▶ **Work item**: The required output is the exact run of lines below that opens at the line with "pub struct SystemClock;" and closes at the line with "state.now += duration;".

▶ **Records for the exercise**:
- - - -
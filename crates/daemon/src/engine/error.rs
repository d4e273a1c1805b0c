// SPDX-License-Identifier: BUSL-1.1
// Copyright (c) 2026 Alfred Jean LLC

//! Engine error types.

use icarus_core::JobStatus;
use thiserror::Error;

/// Errors surfaced to gateway callers.
#[derive(Debug, Clone, Error, PartialEq, Eq)]
pub enum EngineError {
    #[error("job not found: {0}")]
    JobNotFound(String),

    #[error("job {id} is {status}, not awaiting approval")]
    ApprovalConflict { id: String, status: JobStatus },

    #[error("invalid request: {0}")]
    InvalidRequest(String),

    #[error("engine is shutting down")]
    ShuttingDown,

    #[error("system under load, submission refused")]
    Saturated,

    #[error("engine unavailable")]
    Unavailable,
}
// SPDX-License-Identifier: BUSL-1.1
// Copyright (c) 2026 Alfred Jean LLC

//! Wire DTOs for the HTTP surface.
//!
//! Request bodies deserialize with optional fields and are validated
//! explicitly so malformed bodies answer 400 rather than a framework
//! rejection. Timestamps on the wire are epoch milliseconds.

use icarus_core::{AuditRecord, Job, JobStatus, TelemetrySample};
use serde::{Deserialize, Serialize};

/// `POST /jobs/spawn` request.
#[derive(Debug, Deserialize)]
pub struct SpawnJobRequest {
    pub task: Option<String>,
    pub project_path: Option<String>,
}

/// `POST /jobs/spawn` response.
#[derive(Debug, Serialize)]
pub struct SpawnJobResponse {
    pub job_id: String,
    /// Always `pending`: the job enters the queue; admission is the
    /// scheduler's decision.
    pub status: JobStatus,
    pub message: String,
}

/// `GET /jobs` entry.
#[derive(Debug, Serialize)]
pub struct JobSummary {
    pub job_id: String,
    pub task: String,
    pub status: JobStatus,
    pub created_at: u64,
    #[serde(skip_serializing_if = "Option::is_none")]
    pub completed_at: Option<u64>,
}

impl From<&Job> for JobSummary {
    fn from(job: &Job) -> Self {
        Self {
            job_id: job.id.to_string(),
            task: job.task.clone(),
            status: job.status,
            created_at: job.created_at_ms,
            completed_at: job.completed_at_ms,
        }
    }
}

/// `GET /jobs/{id}/status` response.
#[derive(Debug, Serialize)]
pub struct JobStatusResponse {
    pub job_id: String,
    pub status: JobStatus,
    pub task: String,
    pub created_at: u64,
    #[serde(skip_serializing_if = "Option::is_none")]
    pub completed_at: Option<u64>,
    #[serde(skip_serializing_if = "Option::is_none")]
    pub error_message: Option<String>,
}

impl From<&Job> for JobStatusResponse {
    fn from(job: &Job) -> Self {
        Self {
            job_id: job.id.to_string(),
            status: job.status,
            task: job.task.clone(),
            created_at: job.created_at_ms,
            completed_at: job.completed_at_ms,
            error_message: job.error_message.clone(),
        }
    }
}

/// `GET /jobs/{id}/telemetry` response. Zeros until the first sample.
#[derive(Debug, Serialize)]
pub struct TelemetryResponse {
    pub job_id: String,
    pub status: JobStatus,
    pub cpu_usage: f64,
    pub ram_usage_mb: f64,
    #[serde(skip_serializing_if = "Option::is_none")]
    pub current_tool: Option<String>,
}

impl TelemetryResponse {
    pub fn new(job: &Job, sample: Option<&TelemetrySample>) -> Self {
        Self {
            job_id: job.id.to_string(),
            status: job.status,
            cpu_usage: sample.map_or(0.0, |s| s.cpu_percent),
            ram_usage_mb: sample.map_or(0.0, |s| s.ram_mb),
            current_tool: sample
                .map(|s| s.current_tool.clone())
                .filter(|tool| !tool.is_empty()),
        }
    }
}

/// `GET /jobs/{id}/audit` response.
#[derive(Debug, Serialize)]
pub struct AuditReportResponse {
    pub job_id: String,
    pub audit_report: serde_json::Value,
    pub created_at: u64,
}

impl From<&AuditRecord> for AuditReportResponse {
    fn from(record: &AuditRecord) -> Self {
        Self {
            job_id: record.job_id.to_string(),
            audit_report: record.payload.clone(),
            created_at: record.created_at_ms,
        }
    }
}

/// `POST /jobs/{id}/approve` request.
#[derive(Debug, Deserialize)]
pub struct ApprovalRequest {
    pub approved: Option<bool>,
    pub comment: Option<String>,
}

/// `POST /jobs/{id}/approve` response.
#[derive(Debug, Serialize)]
pub struct ApprovalResponse {
    pub message: String,
    pub status: JobStatus,
}

/// One worker callback, discriminated by the `status` field.
///
/// `status: "completed"` and `status: "error"` are terminal phase
/// reports; absence of `status` is a progress heartbeat. Any other
/// `status` value is an unknown shape and rejected.
#[derive(Debug, Clone, PartialEq)]
pub enum WorkerCallback {
    Progress {
        current_tool: Option<String>,
        cpu_usage: Option<f64>,
        ram_usage_mb: Option<f64>,
    },
    Completion {
        audit_report: Option<serde_json::Value>,
    },
    Error {
        error: String,
    },
}

impl WorkerCallback {
    pub fn parse(value: &serde_json::Value) -> Result<WorkerCallback, String> {
        let Some(body) = value.as_object() else {
            return Err("callback body must be a JSON object".to_string());
        };

        match body.get("status") {
            None => Ok(WorkerCallback::Progress {
                current_tool: body
                    .get("current_tool")
                    .and_then(|v| v.as_str())
                    .map(str::to_string),
                cpu_usage: body.get("cpu_usage").and_then(|v| v.as_f64()),
                ram_usage_mb: body.get("ram_usage_mb").and_then(|v| v.as_f64()),
            }),
            Some(serde_json::Value::String(status)) if status == "completed" => {
                Ok(WorkerCallback::Completion { audit_report: body.get("audit_report").cloned() })
            }
            Some(serde_json::Value::String(status)) if status == "error" => {
                let error = body
                    .get("error")
                    .and_then(|v| v.as_str())
                    .ok_or_else(|| "error callback requires an 'error' string".to_string())?;
                Ok(WorkerCallback::Error { error: error.to_string() })
            }
            Some(other) => Err(format!("unknown callback status: {}", other)),
        }
    }
}

#[cfg(test)]
#[path = "types_tests.rs"]
mod tests;
// SPDX-License-Identifier: BUSL-1.1
// Copyright (c) 2026 Alfred Jean LLC

//! Clock abstraction for testable time handling.

use parking_lot::Mutex;
use std::sync::Arc;
use std::time::{Duration, Instant, SystemTime, UNIX_EPOCH};

/// A clock that provides the current time.
pub trait Clock: Clone + Send + Sync + 'static {
    /// Monotonic instant, used for timer deadlines.
    fn now(&self) -> Instant;
    /// Wall-clock milliseconds since the Unix epoch, used for persisted timestamps.
    fn epoch_ms(&self) -> u64;
}

/// Real system clock.
#[derive(Clone, Default)]
pub struct SystemClock;

impl Clock for SystemClock {
    fn now(&self) -> Instant {
        Instant::now()
    }

    fn epoch_ms(&self) -> u64 {
        SystemTime::now().duration_since(UNIX_EPOCH).unwrap_or_default().as_millis() as u64
    }
}

/// Fake clock for tests, advanced manually.
#[derive(Clone)]
pub struct FakeClock {
    inner: Arc<Mutex<FakeClockState>>,
}

struct FakeClockState {
    now: Instant,
    epoch_ms: u64,
}

impl FakeClock {
    pub fn new() -> Self {
        Self {
            inner: Arc::new(Mutex::new(FakeClockState {
                now: Instant::now(),
                epoch_ms: 1_700_000_000_000,
            })),
        }
    }

    /// Advance both the monotonic and wall-clock views by `duration`.
    pub fn advance(&self, duration: Duration) {
        let mut state = self.inner.lock();
        state.now += duration;
        state.epoch_ms += duration.as_millis() as u64;
    }

    pub fn set_epoch_ms(&self, ms: u64) {
        self.inner.lock().epoch_ms = ms;
    }
}

impl Default for FakeClock {
    fn default() -> Self {
        Self::new()
    }
}

impl Clock for FakeClock {
    fn now(&self) -> Instant {
        self.inner.lock().now
    }

    fn epoch_ms(&self) -> u64 {
        self.inner.lock().epoch_ms
    }
}

#[cfg(test)]
#[path = "clock_tests.rs"]
mod tests;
- - - -
▶ **Task solution**:
pub struct SystemClock;

impl Clock for SystemClock {
    fn now(&self) -> Instant {
        Instant::now()
    }

    fn epoch_ms(&self) -> u64 {
        SystemTime::now().duration_since(UNIX_EPOCH).unwrap_or_default().as_millis() as u64
    }
}

/// Fake clock for tests, advanced manually.
#[derive(Clone)]
pub struct FakeClock {
    inner: Arc<Mutex<FakeClockState>>,
}

struct FakeClockState {
    now: Instant,
    epoch_ms: u64,
}

impl FakeClock {
    pub fn new() -> Self {
        Self {
            inner: Arc::new(Mutex::new(FakeClockState {
                now: Instant::now(),
                epoch_ms: 1_700_000_000_000,
            })),
        }
    }

    /// Advance both the monotonic and wall-clock views by `duration`.
    pub fn advance(&self, duration: Duration) {
        let mut state = self.inner.lock();
        state.now += duration;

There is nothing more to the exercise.